TBY talks to Mahdi Nasser Al-Qahtani, Board Member and CEO of Rajhi Steel, on supporting domestic industry, lifting the steel export ban, and longer-term plans for the future.

BIO

Mahdi Nasser Al–Qahtani is a board member of Rajhi Steel and the CEO. In addition, he is a board member of Al Jazirah and Falcon industrial companies. Since June 1982, he has assumed several leading posts including Director of Maintenance at Kemya, an affiliate of SABIC, a JV with ExxonMobil, then UNICOIL Operations Manager. He has 33 years of experience in the industrial sector.

Rajhi Steel is the largest private steel company in the country. What is the role you play in the heavy industry's domestic private sector development?

Mohammad Abdulaziz Al Rajhi founded Rajhi Steel in 1984. The company started off as a small production plant in Riyadh. Today, it produces over 3.5 million tons of steel bound to meet the demand of the construction sector. Rajhi Steel produces up to 0.9 million tons of steel per annum from its Kharj industrial complex and about 2.6 million tons from its industrial complex at Jeddah. Our largest clients are government contractors, and 80% of our output is used to supply government projects. We are committed to the socio-economic development of the country and our long-term strategy is to ensure the competitiveness of Saudi steel across the MENA region. An example of our commitment to Saudi development is our investment in local talent. Currently, the sector relies heavily on the expertise of highly-skilled immigrants to operate the plants. Nonetheless, we are dedicated to the education and training of Saudi citizens and we are proud of our Saudi workforce. In partnership with the Saudi Standards Metrology and Quality Organization (SASO), we at Rajhi Steel are improving the sector in many ways, on par with those of the US and UK. To ensure that Saudi Arabia continues to remain attractive to foreign investors, we need to have a qualified workforce, high quality standards, and efficient legislation.

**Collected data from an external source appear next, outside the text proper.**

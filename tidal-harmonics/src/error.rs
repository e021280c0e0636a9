use thiserror::Error;

#[derive(Debug, Error)]
pub enum Error {
    /// Non-fatal: the loader logs this and substitutes the zero constituent.
    #[error("no constituent found for name: {0}")]
    UnknownConstituent(String),

    #[error("datum not found: {0}")]
    UnknownDatum(String),

    /// Internal to extremum refinement; the coarse bracket midpoint is
    /// accepted when this occurs.
    #[error("derivative root refinement diverged")]
    NewtonDiverged,

    #[error("no extremum brackets the requested window")]
    EmptyPrediction,

    #[error("parse error: {0}")]
    Parse(String),

    #[error("station load failed: {0}")]
    Load(String),

    #[error("io error: {0}")]
    Io(#[from] std::io::Error),
}

pub type Result<T> = std::result::Result<T, Error>;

The budget for the government's construction megaprojects correlates with the state's oil revenue. What impact does the price of oil have on supply-chain management?

We believe that the drop in oil prices will not have a significant impact on the Saudi Arabian economy. Despite the oil price decrease, steel demand has not declined. The portfolio of Saudi construction projects for 2015 is worth at least $13.59 billion. Rajhi Steel has shown strong and steady growth since its inception, with a CAGR of 22% over the past three years. We expect that to continue, and are confident that, in accordance with the country's plans to continue investing in infrastructure, demand for steel will continue to grow.

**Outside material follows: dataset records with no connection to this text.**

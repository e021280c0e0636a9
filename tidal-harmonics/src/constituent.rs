//! The tidal constituent model and registry.
//!
//! A primitive constituent is a 7-vector of Doodson multipliers over the
//! fundamental astronomical arguments (T+h-s, s, h, p, N, p', 90°) plus a
//! node/form correction family. A compound constituent is a signed integer
//! combination of primitives (overtides and compound tides). Both expose the
//! same four operations: angular speed, equilibrium value, phase correction
//! `u` and form factor `f` at an epoch.
//!
//! The registry is immutable static data; [`resolve`] binds a station's
//! constituent-name strings (case-sensitive, as they appear in NOAA harmonic
//! records) to models at load time.

use crate::corrections::Correction;
use tidal_astro::Astro;
use tidal_core::math::dot;

/// A single harmonic of the tide-generating potential.
#[derive(Debug, Clone, Copy)]
pub struct Primitive {
    name: &'static str,
    doodson: [f64; 7],
    correction: Correction,
}

impl Primitive {
    pub const fn new(name: &'static str, doodson: [f64; 7], correction: Correction) -> Self {
        Self {
            name,
            doodson,
            correction,
        }
    }

    pub fn name(&self) -> &'static str {
        self.name
    }

    /// Angular speed in degrees per hour.
    pub fn speed(&self, a: &Astro) -> f64 {
        let (_, rates) = doodson_arguments(a);
        dot(&self.doodson, &rates)
    }

    /// Equilibrium argument V0 in degrees.
    pub fn value(&self, a: &Astro) -> f64 {
        let (values, _) = doodson_arguments(a);
        dot(&self.doodson, &values)
    }

    /// Phase correction u in degrees.
    pub fn phase_correction(&self, a: &Astro) -> f64 {
        self.correction.phase_correction(a)
    }

    /// Form factor f, dimensionless.
    pub fn form_factor(&self, a: &Astro) -> f64 {
        self.correction.form_factor(a)
    }
}

/// One term of a compound constituent: a primitive and its signed factor.
#[derive(Debug, Clone, Copy)]
pub struct Member {
    constituent: Primitive,
    factor: f64,
}

impl Member {
    pub const fn new(constituent: Primitive, factor: f64) -> Self {
        Self {
            constituent,
            factor,
        }
    }
}

/// A signed combination of primitive constituents.
#[derive(Debug, Clone, Copy)]
pub struct Compound {
    name: &'static str,
    members: &'static [Member],
}

impl Compound {
    pub const fn new(name: &'static str, members: &'static [Member]) -> Self {
        Self { name, members }
    }

    pub fn name(&self) -> &'static str {
        self.name
    }

    pub fn speed(&self, a: &Astro) -> f64 {
        self.members
            .iter()
            .map(|m| m.constituent.speed(a) * m.factor)
            .sum()
    }

    pub fn value(&self, a: &Astro) -> f64 {
        self.members
            .iter()
            .map(|m| m.constituent.value(a) * m.factor)
            .sum()
    }

    /// Sum of member phase corrections scaled by the signed factor.
    pub fn phase_correction(&self, a: &Astro) -> f64 {
        self.members
            .iter()
            .map(|m| m.constituent.phase_correction(a) * m.factor)
            .sum()
    }

    /// Product of member form factors, each raised to |factor|.
    pub fn form_factor(&self, a: &Astro) -> f64 {
        self.members
            .iter()
            .map(|m| libm::pow(m.constituent.form_factor(a), m.factor.abs()))
            .product()
    }
}

/// A named tidal constituent: either a primitive harmonic or a compound.
#[derive(Debug, Clone, Copy)]
pub enum Constituent {
    Primitive(Primitive),
    Compound(Compound),
}

impl Constituent {
    pub fn name(&self) -> &'static str {
        match self {
            Constituent::Primitive(p) => p.name(),
            Constituent::Compound(c) => c.name(),
        }
    }

    /// Angular speed sigma in degrees per hour.
    pub fn speed(&self, a: &Astro) -> f64 {
        match self {
            Constituent::Primitive(p) => p.speed(a),
            Constituent::Compound(c) => c.speed(a),
        }
    }

    /// Equilibrium argument V0 in degrees.
    pub fn value(&self, a: &Astro) -> f64 {
        match self {
            Constituent::Primitive(p) => p.value(a),
            Constituent::Compound(c) => c.value(a),
        }
    }

    /// Phase correction u in degrees.
    pub fn phase_correction(&self, a: &Astro) -> f64 {
        match self {
            Constituent::Primitive(p) => p.phase_correction(a),
            Constituent::Compound(c) => c.phase_correction(a),
        }
    }

    /// Form factor f, dimensionless.
    pub fn form_factor(&self, a: &Astro) -> f64 {
        match self {
            Constituent::Primitive(p) => p.form_factor(a),
            Constituent::Compound(c) => c.form_factor(a),
        }
    }
}

/// Values and rates of the seven Doodson arguments at an epoch:
/// (T+h-s, s, h, p, N, p', 90°), degrees and degrees per hour.
pub fn doodson_arguments(a: &Astro) -> ([f64; 7], [f64; 7]) {
    let ths = a.equilibrium_argument();
    let s = a.lunar_longitude();
    let h = a.solar_longitude();
    let p = a.lunar_perigee();
    let n = a.lunar_node();
    let pp = a.solar_perigee();
    let right_angle = a.fixed_angle(90.0);
    (
        [ths.0, s.0, h.0, p.0, n.0, pp.0, right_angle.0],
        [ths.1, s.1, h.1, p.1, n.1, pp.1, right_angle.1],
    )
}

// Long period
pub const Z0: Primitive = Primitive::new("Z0", [0., 0., 0., 0., 0., 0., 0.], Correction::Unity);
pub const SA: Primitive = Primitive::new("SA", [0., 0., 1., 0., 0., 0., 0.], Correction::Unity);
pub const SSA: Primitive = Primitive::new("SSA", [0., 0., 2., 0., 0., 0., 0.], Correction::Unity);
pub const MM: Primitive = Primitive::new("MM", [0., 1., 0., -1., 0., 0., 0.], Correction::Mm);
pub const MF: Primitive = Primitive::new("MF", [0., 2., 0., 0., 0., 0., 0.], Correction::Mf);

// Diurnal
pub const Q1: Primitive = Primitive::new("Q1", [1., -2., 0., 1., 0., 0., 1.], Correction::O1);
pub const O1: Primitive = Primitive::new("O1", [1., -1., 0., 0., 0., 0., 1.], Correction::O1);
pub const K1: Primitive = Primitive::new("K1", [1., 1., 0., 0., 0., 0., -1.], Correction::K1);
pub const J1: Primitive = Primitive::new("J1", [1., 2., 0., -1., 0., 0., -1.], Correction::J1);
pub const M1: Primitive = Primitive::new("M1", [1., 0., 0., 0., 0., 0., 1.], Correction::M1);
pub const P1: Primitive = Primitive::new("P1", [1., 1., -2., 0., 0., 0., 1.], Correction::Unity);
pub const S1: Primitive = Primitive::new("S1", [1., 1., -1., 0., 0., 0., 0.], Correction::Unity);
pub const OO1: Primitive = Primitive::new("OO1", [1., 3., 0., 0., 0., 0., -1.], Correction::OO1);

// Semidiurnal
pub const TWO_N2: Primitive = Primitive::new("2N2", [2., -2., 0., 2., 0., 0., 0.], Correction::M2);
pub const N2: Primitive = Primitive::new("N2", [2., -1., 0., 1., 0., 0., 0.], Correction::M2);
pub const NU2: Primitive = Primitive::new("NU2", [2., -1., 2., -1., 0., 0., 0.], Correction::M2);
pub const M2: Primitive = Primitive::new("M2", [2., 0., 0., 0., 0., 0., 0.], Correction::M2);
pub const LAM2: Primitive = Primitive::new("LAM2", [2., 1., -2., 1., 0., 0., 2.], Correction::M2);
pub const L2: Primitive = Primitive::new("L2", [2., 1., 0., -1., 0., 0., 2.], Correction::L2);
pub const T2: Primitive = Primitive::new("T2", [2., 2., -3., 0., 0., 1., 0.], Correction::Unity);
pub const S2: Primitive = Primitive::new("S2", [2., 2., -2., 0., 0., 0., 0.], Correction::Unity);
pub const R2: Primitive = Primitive::new("R2", [2., 2., -1., 0., 0., -1., 2.], Correction::Unity);
pub const K2: Primitive = Primitive::new("K2", [2., 2., 0., 0., 0., 0., 0.], Correction::K2);

// Terdiurnal
pub const M3: Primitive = Primitive::new("M3", [3., 0., 0., 0., 0., 0., 0.], Correction::MOdd(3));

// Compound
pub const MSF: Compound = Compound::new(
    "MSF",
    &[Member::new(S2, 1.0), Member::new(M2, -1.0)],
);
pub const TWO_Q1: Compound = Compound::new(
    "2Q1",
    &[Member::new(N2, 1.0), Member::new(J1, -1.0)],
);
pub const RHO: Compound = Compound::new(
    "RHO",
    &[Member::new(NU2, 1.0), Member::new(K1, -1.0)],
);
pub const MU2: Compound = Compound::new(
    "MU2",
    &[Member::new(M2, 2.0), Member::new(S2, -1.0)],
);
pub const TWO_SM2: Compound = Compound::new(
    "2SM2",
    &[Member::new(S2, 2.0), Member::new(M2, -1.0)],
);
pub const TWO_MK3: Compound = Compound::new(
    "2MK3",
    &[Member::new(M2, 1.0), Member::new(O1, 1.0)],
);
pub const MK3: Compound = Compound::new(
    "MK3",
    &[Member::new(M2, 1.0), Member::new(K1, 1.0)],
);
pub const MN4: Compound = Compound::new(
    "MN4",
    &[Member::new(M2, 1.0), Member::new(N2, 1.0)],
);
pub const M4: Compound = Compound::new("M4", &[Member::new(M2, 2.0)]);
pub const MS4: Compound = Compound::new(
    "MS4",
    &[Member::new(M2, 1.0), Member::new(S2, 1.0)],
);
pub const S4: Compound = Compound::new("S4", &[Member::new(S2, 2.0)]);
pub const M6: Compound = Compound::new("M6", &[Member::new(M2, 3.0)]);
pub const S6: Compound = Compound::new("S6", &[Member::new(S2, 3.0)]);
pub const M8: Compound = Compound::new("M8", &[Member::new(M2, 4.0)]);

/// Looks up a constituent by its station-record name. Matching is
/// case-sensitive; the registry uses the uppercase names of the NOAA
/// harmonic records ("NU2", "LAM2", "RHO", ...).
pub fn resolve(name: &str) -> Option<Constituent> {
    let constituent = match name {
        "Z0" => Constituent::Primitive(Z0),
        "SA" => Constituent::Primitive(SA),
        "SSA" => Constituent::Primitive(SSA),
        "MM" => Constituent::Primitive(MM),
        "MF" => Constituent::Primitive(MF),
        "Q1" => Constituent::Primitive(Q1),
        "O1" => Constituent::Primitive(O1),
        "K1" => Constituent::Primitive(K1),
        "J1" => Constituent::Primitive(J1),
        "M1" => Constituent::Primitive(M1),
        "P1" => Constituent::Primitive(P1),
        "S1" => Constituent::Primitive(S1),
        "OO1" => Constituent::Primitive(OO1),
        "2N2" => Constituent::Primitive(TWO_N2),
        "N2" => Constituent::Primitive(N2),
        "NU2" => Constituent::Primitive(NU2),
        "M2" => Constituent::Primitive(M2),
        "LAM2" => Constituent::Primitive(LAM2),
        "L2" => Constituent::Primitive(L2),
        "T2" => Constituent::Primitive(T2),
        "S2" => Constituent::Primitive(S2),
        "R2" => Constituent::Primitive(R2),
        "K2" => Constituent::Primitive(K2),
        "M3" => Constituent::Primitive(M3),
        "MSF" => Constituent::Compound(MSF),
        "2Q1" => Constituent::Compound(TWO_Q1),
        "RHO" => Constituent::Compound(RHO),
        "MU2" => Constituent::Compound(MU2),
        "2SM2" => Constituent::Compound(TWO_SM2),
        "2MK3" => Constituent::Compound(TWO_MK3),
        "MK3" => Constituent::Compound(MK3),
        "MN4" => Constituent::Compound(MN4),
        "M4" => Constituent::Compound(M4),
        "MS4" => Constituent::Compound(MS4),
        "S4" => Constituent::Compound(S4),
        "M6" => Constituent::Compound(M6),
        "S6" => Constituent::Compound(S6),
        "M8" => Constituent::Compound(M8),
        _ => return None,
    };
    Some(constituent)
}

How is Rajhi Steel expanding its manufacturing capacity?

Rajhi Steel had successfully expanded its rebar production capacity by 1 million tons by 2012. Our two new downstream specialty plants produce over 100,000 tons of cut and bend or custom-shaped steel, and we plan to inject more capital into these plants in the future. We currently produce high-quality steel to meet the short-term demand for the Kingdom. The steel bars we produce range from 5.5-40mm in diameter, and up to 12m in length. Each bundle weights 2 tons. Coil diameter ranges between 5.5-16mm, and coil weight is either 1.8 or 2.4 tons depending on the type of alloys used. In the long run, we hope to diversify our production. We are in the market for new production technologies that will enable us to be cost effective.

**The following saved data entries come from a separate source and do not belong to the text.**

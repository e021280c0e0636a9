use anyhow::{bail, Context};
use clap::{Parser, Subcommand};
use std::path::PathBuf;
use std::time::{Duration, SystemTime, UNIX_EPOCH};
use tidal_astro::{parse_iso8601, JulianDate};
use tidal_harmonics::{load_station, PredictionPoint, Units};

#[derive(Parser)]
#[command(name = "tides")]
#[command(about = "Harmonic tide prediction from local station data")]
struct Cli {
    #[command(subcommand)]
    command: Commands,
}

#[derive(Subcommand)]
enum Commands {
    /// Predict water levels or tide extrema for a station
    Predict {
        /// Station identifier; must match a <id>.json file in the data directory
        #[arg(long, short = 's')]
        station: String,
        /// Directory containing station data files
        #[arg(long, short = 'd', default_value = "./data")]
        data_dir: PathBuf,
        /// Vertical datum of the output (MTL, MLLW, MHHW, ...)
        #[arg(long, short = 'm', default_value = "MTL")]
        datum: String,
        /// Output units: m or ft
        #[arg(long, short = 'u', default_value = "m")]
        units: String,
        /// Sample spacing, e.g. 30s, 1m, 10m, 1h
        #[arg(long, short = 'i', default_value = "1m")]
        interval: String,
        /// Output the high/low sequence instead of dense levels
        #[arg(long, short = 'e')]
        extrema: bool,
        /// Absolute start, ISO 8601 (e.g. 2023-04-10T00:00:00Z)
        #[arg(long, conflicts_with = "since")]
        from: Option<String>,
        /// Absolute end, ISO 8601
        #[arg(long, conflicts_with = "until")]
        to: Option<String>,
        /// Start relative to now, a signed duration (e.g. -6h, 30m, 2d)
        #[arg(long)]
        since: Option<String>,
        /// End relative to now, a signed duration
        #[arg(long)]
        until: Option<String>,
    },
}

fn main() -> anyhow::Result<()> {
    env_logger::init();
    let cli = Cli::parse();

    match cli.command {
        Commands::Predict {
            station,
            data_dir,
            datum,
            units,
            interval,
            extrema,
            from,
            to,
            since,
            until,
        } => {
            let harmonics = load_station(&data_dir, &station)
                .with_context(|| format!("loading station {station}"))?;

            let units: Units = units
                .parse()
                .map_err(|_| anyhow::anyhow!("units must be 'm' or 'ft'"))?;
            let interval = parse_duration(&interval)?;

            let now = now_jd()?;
            let start = resolve_bound(&from, &since, now)?.unwrap_or(now);
            let mut end = resolve_bound(&to, &until, now)?.unwrap_or(start);

            if end.hours_since(&start) <= 0.0 {
                end = if extrema {
                    // a point request for extrema means "the next day"
                    start.add_hours(24.0)
                } else {
                    // emit a single sample for a point request
                    start.add_seconds(interval.as_secs_f64())
                };
            }

            let prediction = harmonics
                .range_prediction(start, end)
                .interval(interval)
                .datum(datum)
                .units(units);

            let results = if extrema {
                prediction.predict_extrema()?
            } else {
                prediction.predict()?
            };
            for point in &results {
                print_point(point, units);
            }
            Ok(())
        }
    }
}

fn print_point(point: &PredictionPoint, units: Units) {
    // half-second shift so truncation in the calendar display rounds
    let time = point.time.add_seconds(0.5).to_calendar();
    println!(
        "{}\t{}\t{:.4}{}",
        time,
        point.kind.code(),
        point.level,
        units.suffix()
    );
}

fn now_jd() -> anyhow::Result<JulianDate> {
    let unix = SystemTime::now()
        .duration_since(UNIX_EPOCH)
        .context("system clock before the unix epoch")?;
    Ok(JulianDate::from_unix_seconds(unix.as_secs_f64()))
}

/// An absolute ISO 8601 bound, or a signed duration relative to now.
fn resolve_bound(
    absolute: &Option<String>,
    relative: &Option<String>,
    now: JulianDate,
) -> anyhow::Result<Option<JulianDate>> {
    if let Some(s) = absolute {
        let jd = parse_iso8601(s).with_context(|| format!("cannot parse date '{s}'"))?;
        return Ok(Some(jd));
    }
    if let Some(s) = relative {
        let (sign, body) = match s.strip_prefix('-') {
            Some(rest) => (-1.0, rest),
            None => (1.0, s.strip_prefix('+').unwrap_or(s)),
        };
        let duration = parse_duration(body)?;
        return Ok(Some(now.add_seconds(sign * duration.as_secs_f64())));
    }
    Ok(None)
}

/// Parses durations of the form `30s`, `15m`, `2h`, `1d`.
fn parse_duration(s: &str) -> anyhow::Result<Duration> {
    let s = s.trim();
    let split = s.len() - s.chars().last().map_or(0, |c| c.len_utf8());
    let (number, suffix) = s.split_at(split);
    let value: f64 = number
        .parse()
        .map_err(|_| anyhow::anyhow!("cannot parse duration '{s}'"))?;
    let seconds = match suffix {
        "s" => value,
        "m" => value * 60.0,
        "h" => value * 3600.0,
        "d" => value * 86_400.0,
        _ => bail!("unknown duration suffix in '{s}', expected s/m/h/d"),
    };
    if !(seconds > 0.0) {
        bail!("duration must be positive: '{s}'");
    }
    Ok(Duration::from_secs_f64(seconds))
}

If the government lifted the export ban on steel, what countries would become feasible markets for Rajhi Steel?

During the global downturn in 2008, there was a shortage of heavy material in the local market. At the time, the government launched a law banning exports. Now that there is no longer a shortage, the export ban is being lifted. We are working with other steel manufacturers to try to get the ban lifted by the end of the year. In the long-run, we are interested in expanding into regional and African markets.

What's your long-term vision for Rajhi Steel?

Rajhi Steel is looking to invest in both back-integrated and forward-integrated plants to increase its competitiveness. With regard to the country's steel sector, according to our projections, demand levels will continue at the same rate for the next five to six years at least, without foreseeable problems. We are looking for new opportunities in the region, such as trade liberalization, as well as potential threats like the development of international steel producers in Turkey or Ukraine. We hope the government will consider applying appropriate legislations. The steel industry plays an important role in the diversification of the country's economy away from the oil and gas sector, and should be encouraged using a fair import and export tax regime. We believe that demand for steel in Saudi Arabia is going to be steady for the rest of the year, and we also expect stability in the costs of raw materials.